Overview
Range proof verification functions create instructions to verify that encrypted values fall within specific bit ranges without revealing the actual values. These proofs are batched for efficiency and support different integer sizes.
Available Functions
verifyBatchedRangeProofU64
Verifies range proofs for values up to 64 bits.
async function verifyBatchedRangeProofU64({
rpc,
payer,
proofData,
contextState,
programId = ZK_ELGAMAL_PROOF_PROGRAM_ADDRESS,
}: VerifyBatchedRangeProofU64Args): Promise<Instruction[]>
verifyBatchedRangeProofU128
Verifies range proofs for values up to 128 bits.
async function verifyBatchedRangeProofU128({
rpc,
payer,
proofData,
contextState,
programId = ZK_ELGAMAL_PROOF_PROGRAM_ADDRESS,
}: VerifyBatchedRangeProofU128Args): Promise<Instruction[]>
verifyBatchedRangeProofU256
Verifies range proofs for values up to 256 bits.
async function verifyBatchedRangeProofU256({
rpc,
payer,
proofData,
contextState,
programId = ZK_ELGAMAL_PROOF_PROGRAM_ADDRESS,
}: VerifyBatchedRangeProofU256Args): Promise<Instruction[]>
Parameters
All three functions share the same parameter structure:
rpc
Rpc<GetMinimumBalanceForRentExemptionApi>
required
Solana RPC client with rent exemption API support
payer
TransactionSigner
required
Transaction signer that will pay for the account creation fees
The batched range proof data. Can be either:
Uint8Array - Raw proof bytes for ephemeral verification{ account: Address; offset: number } - Reference to proof data stored in a record account
Optional context state configuration for storing the verified proof on-chain:
contextAccount: KeyPairSigner - New account to store the proofauthority: Address - Authority that can close the context account
ZK ElGamal Proof program address.
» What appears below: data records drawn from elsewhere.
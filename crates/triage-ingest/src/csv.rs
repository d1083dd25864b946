//! CSV workbook reading.

use std::io::Cursor;

use polars::prelude::*;
use triage_model::RawTable;

use crate::error::{IngestError, Result};
use crate::frame::dataframe_rows;
use crate::header::promote_header;

/// Reads CSV bytes into a raw table.
///
/// Every column is read as text and the first line becomes the header, so
/// repeated and blank header names survive untouched. Lines longer than the
/// first are truncated; shorter ones are padded with missing cells.
pub fn read_csv_bytes(filename: &str, bytes: &[u8]) -> Result<RawTable> {
    let parse_error = |e: PolarsError| IngestError::Parse {
        filename: filename.to_string(),
        message: e.to_string(),
    };

    let df = CsvReadOptions::default()
        .with_has_header(false)
        .with_infer_schema_length(Some(0))
        .with_parse_options(CsvParseOptions::default().with_truncate_ragged_lines(true))
        .into_reader_with_file_handle(Cursor::new(bytes.to_vec()))
        .finish()
        .map_err(parse_error)?;

    let rows = dataframe_rows(&df).map_err(parse_error)?;
    promote_header(rows).ok_or_else(|| IngestError::EmptyWorkbook {
        filename: filename.to_string(),
    })
}

#[cfg(test)]
mod tests {
    use super::*;
    use triage_model::CellValue;

    #[test]
    fn test_read_csv_bytes_keeps_text() {
        let table = read_csv_bytes("cases.csv", b"Patient#,Age,BMI\n001,70,27.0\n").unwrap();
        assert_eq!(table.header(0), Some("Patient#"));
        assert_eq!(table.height(), 1);
        assert_eq!(table.cell(0, 0), &CellValue::Text("001".to_string()));
        assert_eq!(table.cell(0, 2), &CellValue::Text("27.0".to_string()));
    }

    #[test]
    fn test_read_csv_bytes_names_blank_headers() {
        let table = read_csv_bytes("cases.csv", b",Age,Age\nPatient#,70,71\n").unwrap();
        assert_eq!(table.header(0), Some("Unnamed: 0"));
        assert_eq!(table.header(1), Some("Age"));
        assert_eq!(table.header(2), Some("Age"));
    }

    #[test]
    fn test_read_csv_bytes_header_only() {
        let table = read_csv_bytes("cases.csv", b"Age,Sex\n").unwrap();
        assert_eq!(table.width(), 2);
        assert_eq!(table.height(), 0);
    }
}
//! Canonical field vocabulary for patient workbooks.
//!
//! The serialized names are fixed by downstream consumers and keep the
//! spelling of the source workbook, including `Suden Onset Vertigo` and
//! `Skew Devaition?`.

use std::fmt;

use serde::{Deserialize, Serialize};

#[derive(
    Debug, Clone, Copy, PartialEq, Eq, PartialOrd, Ord, Hash, Serialize, Deserialize,
)]
pub enum Field {
    #[serde(rename = "Patient#")]
    PatientNumber,
    Age,
    Race,
    Sex,
    Insurance,
    #[serde(rename = "Suden Onset Vertigo")]
    SuddenOnsetVertigo,
    #[serde(rename = "Positional Vertigo")]
    PositionalVertigo,
    #[serde(rename = "Dizziness that is reproducible with standing")]
    StandingDizziness,
    #[serde(rename = "BMI")]
    Bmi,
    #[serde(rename = "Years of Diabetes")]
    YearsOfDiabetes,
    #[serde(rename = "Atrial Fibrillation?")]
    AtrialFibrillation,
    #[serde(rename = "Smoker?")]
    Smoker,
    #[serde(rename = "Prior Stroke?")]
    PriorStroke,
    #[serde(rename = "Ataxia on finger-nose-finger?")]
    Ataxia,
    #[serde(rename = "Direction-changing nystagmus?")]
    Nystagmus,
    #[serde(rename = "Skew Devaition?")]
    SkewDeviation,
    #[serde(rename = "Head Impulse Test?")]
    HeadImpulse,
    #[serde(rename = "True Stroke?")]
    TrueStroke,
    #[serde(rename = "Stroke Risk")]
    StrokeRisk,
    #[serde(rename = "Percent Chance")]
    PercentChance,
}

/// Vertigo and dizziness fields, in the order they appear in symptom summaries.
pub const SYMPTOM_FIELDS: [Field; 3] = [
    Field::SuddenOnsetVertigo,
    Field::PositionalVertigo,
    Field::StandingDizziness,
];

/// Fields that hold one atomic value; merged duplicates collapse to the first.
pub const SINGLE_SEGMENT_FIELDS: [Field; 16] = [
    Field::Age,
    Field::Race,
    Field::Sex,
    Field::Insurance,
    Field::SuddenOnsetVertigo,
    Field::PositionalVertigo,
    Field::StandingDizziness,
    Field::Bmi,
    Field::YearsOfDiabetes,
    Field::AtrialFibrillation,
    Field::Smoker,
    Field::PriorStroke,
    Field::Ataxia,
    Field::Nystagmus,
    Field::SkewDeviation,
    Field::HeadImpulse,
];

impl Field {
    pub const ALL: [Field; 20] = [
        Field::PatientNumber,
        Field::Age,
        Field::Race,
        Field::Sex,
        Field::Insurance,
        Field::SuddenOnsetVertigo,
        Field::PositionalVertigo,
        Field::StandingDizziness,
        Field::Bmi,
        Field::YearsOfDiabetes,
        Field::AtrialFibrillation,
        Field::Smoker,
        Field::PriorStroke,
        Field::Ataxia,
        Field::Nystagmus,
        Field::SkewDeviation,
        Field::HeadImpulse,
        Field::TrueStroke,
        Field::StrokeRisk,
        Field::PercentChance,
    ];

    /// The record key used for this field at the serialization boundary.
    pub const fn as_str(self) -> &'static str {
        match self {
            Field::PatientNumber => "Patient#",
            Field::Age => "Age",
            Field::Race => "Race",
            Field::Sex => "Sex",
            Field::Insurance => "Insurance",
            Field::SuddenOnsetVertigo => "Suden Onset Vertigo",
            Field::PositionalVertigo => "Positional Vertigo",
            Field::StandingDizziness => "Dizziness that is reproducible with standing",
            Field::Bmi => "BMI",
            Field::YearsOfDiabetes => "Years of Diabetes",
            Field::AtrialFibrillation => "Atrial Fibrillation?",
            Field::Smoker => "Smoker?",
            Field::PriorStroke => "Prior Stroke?",
            Field::Ataxia => "Ataxia on finger-nose-finger?",
            Field::Nystagmus => "Direction-changing nystagmus?",
            Field::SkewDeviation => "Skew Devaition?",
            Field::HeadImpulse => "Head Impulse Test?",
            Field::TrueStroke => "True Stroke?",
            Field::StrokeRisk => "Stroke Risk",
            Field::PercentChance => "Percent Chance",
        }
    }

    /// Resolves an exact canonical key. Matching is case-sensitive.
    pub fn from_key(key: &str) -> Option<Field> {
        Field::ALL.into_iter().find(|field| field.as_str() == key)
    }

    /// Ground-truth fields never remain on a finalized patient record.
    pub fn is_ground_truth(self) -> bool {
        matches!(
            self,
            Field::TrueStroke | Field::StrokeRisk | Field::PercentChance
        )
    }

    pub fn is_single_segment(self) -> bool {
        SINGLE_SEGMENT_FIELDS.contains(&self)
    }
}

impl fmt::Display for Field {
    fn fmt(&self, f: &mut fmt::Formatter<'_>) -> fmt::Result {
        f.write_str(self.as_str())
    }
}
//! Outcome prompts sent back to the agent after a prediction is reviewed.

use serde::{Deserialize, Serialize};

use crate::error::{AgentError, Result};

#[derive(Debug, Clone, Default, PartialEq, Eq, Serialize, Deserialize)]
#[serde(rename_all = "camelCase")]
pub struct OutcomePrompt {
    #[serde(alias = "patient_id")]
    pub patient_id: String,
    pub prompt: String,
    #[serde(default)]
    pub environment: Option<String>,
    #[serde(default)]
    pub scenario: Option<String>,
    #[serde(default)]
    pub diagnosis: Option<String>,
    #[serde(default, alias = "predicted_stroke")]
    pub predicted_stroke: Option<bool>,
    #[serde(default, alias = "truth_stroke")]
    pub truth_stroke: Option<bool>,
}

/// Body of an outcome message. Unset optional values serialize as `null`.
#[derive(Debug, Clone, PartialEq, Eq, Serialize)]
pub struct OutcomePayload {
    pub patient_id: String,
    pub outcome_prompt: String,
    pub environment: Option<String>,
    pub scenario: Option<String>,
    pub diagnosis: Option<String>,
    pub predicted_stroke: Option<bool>,
    pub truth_stroke: Option<bool>,
}

pub fn build_outcome_payload(prompt: OutcomePrompt) -> Result<OutcomePayload> {
    let text = prompt.prompt.trim();
    if text.is_empty() {
        return Err(AgentError::EmptyPrompt);
    }
    Ok(OutcomePayload {
        outcome_prompt: text.to_string(),
        patient_id: prompt.patient_id,
        environment: prompt.environment,
        scenario: prompt.scenario,
        diagnosis: prompt.diagnosis,
        predicted_stroke: prompt.predicted_stroke,
        truth_stroke: prompt.truth_stroke,
    })
}
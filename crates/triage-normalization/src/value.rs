//! Cell value normalization and segment extraction.
//!
//! Every downstream consumer treats the empty string as "absent", so the
//! functions here never fail: missing markers and NaN become `""`.

use triage_model::CellValue;

/// Converts a cell into a trimmed display string.
pub fn normalize_value(value: &CellValue) -> String {
    match value {
        CellValue::Missing => String::new(),
        CellValue::Float(v) if v.is_nan() => String::new(),
        CellValue::Float(v) => format_numeric(*v),
        CellValue::Text(text) => text.trim().to_string(),
        other => other.to_string(),
    }
}

/// Formats a float without a trailing `.0`.
///
/// `f64`'s `Display` already emits the shortest round-trip form, so `75.0`
/// renders as `75` and `27.50` as `27.5`. Magnitudes of `1e16` and above, or
/// below `1e-4`, switch to scientific notation with a signed two-digit
/// exponent (`1e+16`, `1.5e-05`) instead of a long digit string.
pub fn format_numeric(v: f64) -> String {
    if v == 0.0 {
        return "0".to_string();
    }
    if (1e-4..1e16).contains(&v.abs()) {
        return format!("{v}");
    }
    let scientific = format!("{v:e}");
    match scientific.split_once('e') {
        Some((mantissa, exponent)) => {
            let (sign, digits) = exponent
                .strip_prefix('-')
                .map_or(("+", exponent), |digits| ("-", digits));
            format!("{mantissa}e{sign}{digits:0>2}")
        }
        None => scientific,
    }
}

/// Text before the first `|`, trimmed.
pub fn primary_segment(text: &str) -> &str {
    let text = text.trim();
    match text.split_once('|') {
        Some((head, _)) => head.trim(),
        None => text,
    }
}

/// The most descriptive `|`-delimited segment.
///
/// Blank segments are dropped before edge commas are stripped, so a
/// comma-only segment stays in place as `""`. A single segment is returned as
/// is. With several, the first segment after the leading one that contains a
/// letter wins, which skips a bare code in favour of free text. Falls back to
/// the first segment.
pub fn narrative_segment(text: &str) -> &str {
    let segments: Vec<&str> = text
        .split('|')
        .filter(|segment| !segment.trim().is_empty())
        .map(|segment| segment.trim().trim_matches(','))
        .collect();
    match segments.as_slice() {
        [] => "",
        [only] => *only,
        [first, rest @ ..] => rest
            .iter()
            .copied()
            .find(|segment| segment.chars().any(char::is_alphabetic))
            .unwrap_or(*first),
    }
}

#[cfg(test)]
mod tests {
    use super::*;

    #[test]
    fn missing_markers_become_empty() {
        assert_eq!(normalize_value(&CellValue::Missing), "");
        assert_eq!(normalize_value(&CellValue::Float(f64::NAN)), "");
        assert_eq!(normalize_value(&CellValue::Text("   ".to_string())), "");
    }

    #[test]
    fn numbers_render_without_trailing_zeros() {
        assert_eq!(normalize_value(&CellValue::Float(75.0)), "75");
        assert_eq!(normalize_value(&CellValue::Float(27.5)), "27.5");
        assert_eq!(normalize_value(&CellValue::Float(-0.0)), "0");
        assert_eq!(normalize_value(&CellValue::Float(100.0)), "100");
        assert_eq!(normalize_value(&CellValue::Integer(-3)), "-3");
        assert_eq!(normalize_value(&CellValue::Bool(true)), "True");
    }

    #[test]
    fn extreme_magnitudes_use_scientific_notation() {
        assert_eq!(format_numeric(1e16), "1e+16");
        assert_eq!(format_numeric(-2.5e20), "-2.5e+20");
        assert_eq!(format_numeric(1.5e-5), "1.5e-05");
        assert_eq!(format_numeric(1e-4), "0.0001");
        assert_eq!(format_numeric(9_999_999_999_999_998.0), "9999999999999998");
    }

    #[test]
    fn text_is_trimmed() {
        assert_eq!(
            normalize_value(&CellValue::Text("  Hispanic \n".to_string())),
            "Hispanic"
        );
    }

    #[test]
    fn primary_segment_takes_first_chunk() {
        assert_eq!(primary_segment("yes | sudden onset, classic"), "yes");
        assert_eq!(primary_segment("  72 "), "72");
        assert_eq!(primary_segment(""), "");
        assert_eq!(primary_segment("| trailing"), "");
    }

    #[test]
    fn narrative_segment_prefers_descriptive_text() {
        assert_eq!(narrative_segment("1 | smokes half a pack daily,"), "smokes half a pack daily");
        assert_eq!(narrative_segment("no"), "no");
        assert_eq!(narrative_segment("1 | 2"), "1");
        assert_eq!(narrative_segment("yes | 3 | worse on standing"), "worse on standing");
        assert_eq!(narrative_segment("  |  "), "");
    }

    #[test]
    fn comma_only_segment_keeps_its_place() {
        assert_eq!(narrative_segment(", | 1"), "");
        assert_eq!(narrative_segment(", | ,"), "");
        assert_eq!(narrative_segment(" | , | 1"), "");
        assert_eq!(narrative_segment("2 | , | on insulin"), "on insulin");
    }

    #[test]
    fn narrative_segment_skips_only_the_leading_segment() {
        // The first segment is never chosen over a later descriptive one,
        // even when it is descriptive itself.
        assert_eq!(narrative_segment("type 2 | on metformin"), "on metformin");
    }
}
//! Workbook ingestion for triage normalization.
//!
//! Turns an uploaded `.csv`, `.xlsx` or `.xls` workbook into a
//! [`RawTable`](triage_model::RawTable): the first row becomes the header,
//! blank header cells are named `Unnamed: {index}`, and cell kinds
//! (text, integer, float, boolean) are preserved where the format has them.
//!
//! # Example
//!
//! ```ignore
//! use std::path::Path;
//! use triage_ingest::read_workbook;
//!
//! let table = read_workbook(Path::new("Vertigo Cases.xlsx"))?;
//! println!("{} rows x {} columns", table.height(), table.width());
//! ```

mod csv;
mod error;
mod excel;
mod frame;
mod header;
mod kind;
mod reader;

// === Error Types ===
pub use error::{IngestError, Result};

// === Workbook Reading ===
pub use kind::WorkbookKind;
pub use reader::{read_workbook, read_workbook_bytes};

// === Conversions ===
pub use excel::data_to_cell;
pub use frame::{any_to_cell, table_from_dataframe};
pub use header::header_names;
use comfy_table::modifiers::{UTF8_ROUND_CORNERS, UTF8_SOLID_INNER_BORDERS};
use comfy_table::presets::UTF8_FULL;
use comfy_table::{
    Attribute, Cell, CellAlignment, Color, ColumnConstraint, ContentArrangement, Table, Width,
};
use triage_model::{Field, PatientRecord};

use crate::types::InspectResult;

pub fn print_summary(result: &InspectResult) {
    println!("Workbook: {}", result.workbook_path.display());
    println!("Layout: {}", result.orientation);
    println!(
        "Patients: {}  Ground truth: {}",
        result.workbook.patient_count(),
        result.workbook.ground_truth.len()
    );

    let mut table = Table::new();
    table.set_header(vec![
        header_cell("Patient"),
        header_cell("Source"),
        header_cell("Age"),
        header_cell("Sex"),
        header_cell("Symptoms"),
        header_cell("Fields"),
        header_cell("True Stroke?"),
        header_cell("Stroke Risk"),
    ]);
    apply_summary_table_style(&mut table);
    align_column(&mut table, 1, CellAlignment::Right);
    align_column(&mut table, 5, CellAlignment::Right);
    align_column(&mut table, 6, CellAlignment::Center);
    align_column(&mut table, 7, CellAlignment::Right);

    let mut total_fields = 0usize;
    for (index, patient) in result.workbook.patients.iter().enumerate() {
        total_fields += patient.fields.len();
        let truth = result.workbook.ground_truth_at(index);
        table.add_row(vec![
            Cell::new(&patient.patient_id).add_attribute(Attribute::Bold),
            Cell::new(patient.original_row_index),
            field_cell(patient, Field::Age),
            field_cell(patient, Field::Sex),
            text_cell(&patient.symptoms),
            Cell::new(patient.fields.len()),
            truth.map_or_else(|| dim_cell("-"), |entry| truth_cell(&entry.true_stroke)),
            truth.map_or_else(|| dim_cell("-"), |entry| text_cell(&entry.stroke_risk)),
        ]);
    }
    table.add_row(vec![
        Cell::new("TOTAL")
            .fg(Color::Cyan)
            .add_attribute(Attribute::Bold),
        dim_cell("-"),
        dim_cell("-"),
        dim_cell("-"),
        dim_cell("-"),
        Cell::new(total_fields).add_attribute(Attribute::Bold),
        Cell::new(result.workbook.ground_truth.len()).add_attribute(Attribute::Bold),
        dim_cell("-"),
    ]);
    println!("{table}");
}

fn apply_summary_table_style(table: &mut Table) {
    table
        .load_preset(UTF8_FULL)
        .apply_modifier(UTF8_ROUND_CORNERS)
        .apply_modifier(UTF8_SOLID_INNER_BORDERS)
        .set_content_arrangement(ContentArrangement::DynamicFullWidth)
        .set_width(140);
    table.set_constraints(vec![
        ColumnConstraint::UpperBoundary(Width::Fixed(12)),
        ColumnConstraint::LowerBoundary(Width::Fixed(6)),
        ColumnConstraint::UpperBoundary(Width::Fixed(8)),
        ColumnConstraint::UpperBoundary(Width::Fixed(6)),
        ColumnConstraint::UpperBoundary(Width::Percentage(45)),
        ColumnConstraint::LowerBoundary(Width::Fixed(6)),
        ColumnConstraint::LowerBoundary(Width::Fixed(12)),
        ColumnConstraint::LowerBoundary(Width::Fixed(11)),
    ]);
}

fn align_column(table: &mut Table, index: usize, alignment: CellAlignment) {
    if let Some(column) = table.column_mut(index) {
        column.set_cell_alignment(alignment);
    }
}

fn field_cell(patient: &PatientRecord, field: Field) -> Cell {
    patient
        .field(field)
        .map_or_else(|| dim_cell("-"), Cell::new)
}

fn text_cell(value: &str) -> Cell {
    if value.is_empty() {
        dim_cell("-")
    } else {
        Cell::new(value)
    }
}

fn truth_cell(value: &str) -> Cell {
    match value.trim().to_lowercase().as_str() {
        "" => dim_cell("-"),
        "yes" | "y" | "1" | "true" => Cell::new(value).fg(Color::Red),
        _ => Cell::new(value).fg(Color::Green),
    }
}

fn header_cell(label: &str) -> Cell {
    Cell::new(label)
        .fg(Color::Cyan)
        .add_attribute(Attribute::Bold)
}

fn dim_cell<T: ToString>(value: T) -> Cell {
    Cell::new(value).fg(Color::DarkGrey)
}
use std::collections::BTreeMap;

use serde::ser::SerializeMap;
use serde::{Deserialize, Serialize, Serializer};

use crate::field::Field;

/// Separator placed between values merged under the same label.
pub const SEGMENT_SEPARATOR: &str = " | ";

/// Keys owned by finalization; source columns with these names are overwritten.
pub const RESERVED_KEYS: [&str; 4] = ["patient_id", "originalRowIndex", "Symptoms", "Note"];

/// A patient record under assembly.
///
/// Values are never empty: [`Record::append`] ignores empty input, so a
/// present key always carries content.
#[derive(Debug, Clone, PartialEq, Eq, Default)]
pub struct Record {
    /// Row position (row-wise) or patient column position (transposed).
    pub row_index: usize,
    values: BTreeMap<String, String>,
}

impl Record {
    pub fn new(row_index: usize) -> Self {
        Self {
            row_index,
            values: BTreeMap::new(),
        }
    }

    /// Adds a value under `label`, joining onto any existing value with
    /// [`SEGMENT_SEPARATOR`].
    pub fn append(&mut self, label: &str, value: &str) {
        if value.is_empty() {
            return;
        }
        match self.values.get_mut(label) {
            Some(existing) if !existing.is_empty() => {
                existing.push_str(SEGMENT_SEPARATOR);
                existing.push_str(value);
            }
            Some(existing) => value.clone_into(existing),
            None => {
                self.values.insert(label.to_string(), value.to_string());
            }
        }
    }

    pub fn get(&self, label: &str) -> Option<&str> {
        self.values.get(label).map(String::as_str)
    }

    pub fn field(&self, field: Field) -> Option<&str> {
        self.get(field.as_str())
    }

    pub fn set(&mut self, label: impl Into<String>, value: impl Into<String>) {
        self.values.insert(label.into(), value.into());
    }

    pub fn set_field(&mut self, field: Field, value: impl Into<String>) {
        self.set(field.as_str(), value);
    }

    /// Sets `label` only when the record has no value for it yet.
    pub fn set_if_absent(&mut self, label: &str, value: &str) {
        self.values
            .entry(label.to_string())
            .or_insert_with(|| value.to_string());
    }

    pub fn set_field_if_absent(&mut self, field: Field, value: &str) {
        self.set_if_absent(field.as_str(), value);
    }

    pub fn remove(&mut self, label: &str) -> Option<String> {
        self.values.remove(label)
    }

    pub fn take_field(&mut self, field: Field) -> Option<String> {
        self.remove(field.as_str())
    }

    pub fn len(&self) -> usize {
        self.values.len()
    }

    pub fn is_empty(&self) -> bool {
        self.values.is_empty()
    }

    pub fn iter(&self) -> impl Iterator<Item = (&str, &str)> {
        self.values.iter().map(|(k, v)| (k.as_str(), v.as_str()))
    }

    pub fn into_values(self) -> BTreeMap<String, String> {
        self.values
    }
}

/// A finalized patient record as handed to the agent.
///
/// Serializes as a flat JSON object: every canonical field plus
/// `patient_id`, `originalRowIndex`, `Symptoms` and `Note`.
#[derive(Debug, Clone, PartialEq, Eq)]
pub struct PatientRecord {
    pub patient_id: String,
    pub original_row_index: usize,
    pub symptoms: String,
    pub note: String,
    /// Canonical fields. Never contains `True Stroke?`, `Stroke Risk` or a
    /// reserved key.
    pub fields: BTreeMap<String, String>,
}

impl PatientRecord {
    pub fn get(&self, label: &str) -> Option<&str> {
        self.fields.get(label).map(String::as_str)
    }

    pub fn field(&self, field: Field) -> Option<&str> {
        self.get(field.as_str())
    }

    /// True when the flattened record would expose `key`.
    pub fn contains_key(&self, key: &str) -> bool {
        RESERVED_KEYS.contains(&key) || self.fields.contains_key(key)
    }
}

impl Serialize for PatientRecord {
    fn serialize<S: Serializer>(&self, serializer: S) -> Result<S::Ok, S::Error> {
        let mut map = serializer.serialize_map(Some(self.fields.len() + RESERVED_KEYS.len()))?;
        for (key, value) in &self.fields {
            if RESERVED_KEYS.contains(&key.as_str()) {
                continue;
            }
            map.serialize_entry(key, value)?;
        }
        map.serialize_entry("patient_id", &self.patient_id)?;
        map.serialize_entry("originalRowIndex", &self.original_row_index)?;
        map.serialize_entry("Symptoms", &self.symptoms)?;
        map.serialize_entry("Note", &self.note)?;
        map.end()
    }
}

#[derive(Debug, Clone, PartialEq, Eq, Default, Serialize, Deserialize)]
pub struct GroundTruthEntry {
    /// Position of the owning patient in [`NormalizedWorkbook::patients`].
    /// Patient numbers may repeat, so this is the reliable link.
    #[serde(skip)]
    pub patient_index: usize,
    #[serde(rename = "Patient#")]
    pub patient_number: String,
    #[serde(rename = "True Stroke?")]
    pub true_stroke: String,
    #[serde(rename = "Stroke Risk")]
    pub stroke_risk: String,
}

/// Output of one normalization pass.
#[derive(Debug, Clone, PartialEq, Eq, Default, Serialize)]
pub struct NormalizedWorkbook {
    pub patients: Vec<PatientRecord>,
    #[serde(rename = "groundTruth")]
    pub ground_truth: Vec<GroundTruthEntry>,
}

impl NormalizedWorkbook {
    pub fn patient_count(&self) -> usize {
        self.patients.len()
    }

    /// Ground truth of the patient at `patient_index`, if it had any.
    pub fn ground_truth_at(&self, patient_index: usize) -> Option<&GroundTruthEntry> {
        self.ground_truth
            .iter()
            .find(|entry| entry.patient_index == patient_index)
    }
}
Defaults to ZK_ELGAMAL_PROOF_PROGRAM_ADDRESS
Returns
Promise<Instruction[]> - Array of instructions to execute:
- Create context account instruction (if
contextState is provided)
- Verify batched range proof instruction
Usage Examples
Basic U64 Range Proof Verification
Verify that multiple values are within specified bit ranges:
import { verifyBatchedRangeProofU64 } from '@solana/zk-elgamal-proof';
import {
BatchedRangeProofU64Data,
PedersenCommitment,
PedersenOpening,
} from '@solana/zk-sdk/node';
// Create commitments for two values with different bit lengths
const amount1 = 255n; // 8-bit value
const amount2 = (1n << 56n) - 1n; // 56-bit value
const opening1 = new PedersenOpening();
const opening2 = new PedersenOpening();
const commitment1 = PedersenCommitment.from(amount1, opening1);
const commitment2 = PedersenCommitment.from(amount2, opening2);
const commitments = [commitment1, commitment2];
const amounts = new BigUint64Array([amount1, amount2]);
const bitLengths = new Uint8Array([8, 56]);
const openings = [opening1, opening2];
// Generate batched range proof
const proof = new BatchedRangeProofU64Data(
commitments,
amounts,
bitLengths,
openings,
);
// Verify ephemerally
const ixs = await verifyBatchedRangeProofU64({
rpc: client.rpc,
payer,
proofData: proof.toBytes(),
});
await sendAndConfirmInstructions(client, payer, ixs);
With Context State Storage
Store the verified proof on-chain (requires separate transactions for large proofs):
import { generateKeyPairSigner } from '@solana/kit';
const contextAccount = await generateKeyPairSigner();
const ixs = await verifyBatchedRangeProofU64({
rpc: client.rpc,
payer,
proofData: proof.toBytes(),
contextState: {
contextAccount,
authority: payer.address,
},
});
// Large proofs may need to be sent in separate transactions
const createIx = ixs[0];
const verifyIx = ixs[1];
// Create context account
await sendAndConfirmInstructions(client, payer, [createIx]);
// Verify proof
await sendAndConfirmInstructions(client, payer, [verifyIx]);
Using Record Account for Large Proofs
For large proofs, store them in a record account first:
import {
createRecord,
createWriteInstruction,
RECORD_META_DATA_SIZE,
RECORD_CHUNK_SIZE_POST_INITIALIZE,
} from '@solana-program/record';
const proofData = proof.toBytes();
// Initialize record account
const recordAuthority = await generateKeyPairSigner();
const { recordKeypair, ixs: initIxs } = await createRecord({
rpc: client.rpc,
payer,
authority: recordAuthority.address,
dataLength: BigInt(proofData.length),
});
await sendAndConfirmInstructions(client, payer, initIxs);
// Write proof in chunks
let offset = 0;
while (offset < proofData.length) {
const chunkEnd = Math.min(
offset + RECORD_CHUNK_SIZE_POST_INITIALIZE,
proofData.length
);
const chunk = proofData.slice(offset, chunkEnd);
const writeIx = createWriteInstruction({
recordAccount: recordKeypair.address,
authority: recordAuthority,
offset: BigInt(offset),
data: chunk,
});
await sendAndConfirmInstructions(client, payer, [writeIx]);
offset += RECORD_CHUNK_SIZE_POST_INITIALIZE;
}
// Verify using record account
const verifyIxs = await verifyBatchedRangeProofU64({
rpc: client.rpc,
payer,
proofData: {
account: recordKeypair.address,
offset: Number(RECORD_META_DATA_SIZE),
},
});
await sendAndConfirmInstructions(client, payer, verifyIxs);
Notes
Batched ProofsThese functions verify multiple range proofs in a single operation for efficiency. Each proof in the batch can have a different bit length constraint.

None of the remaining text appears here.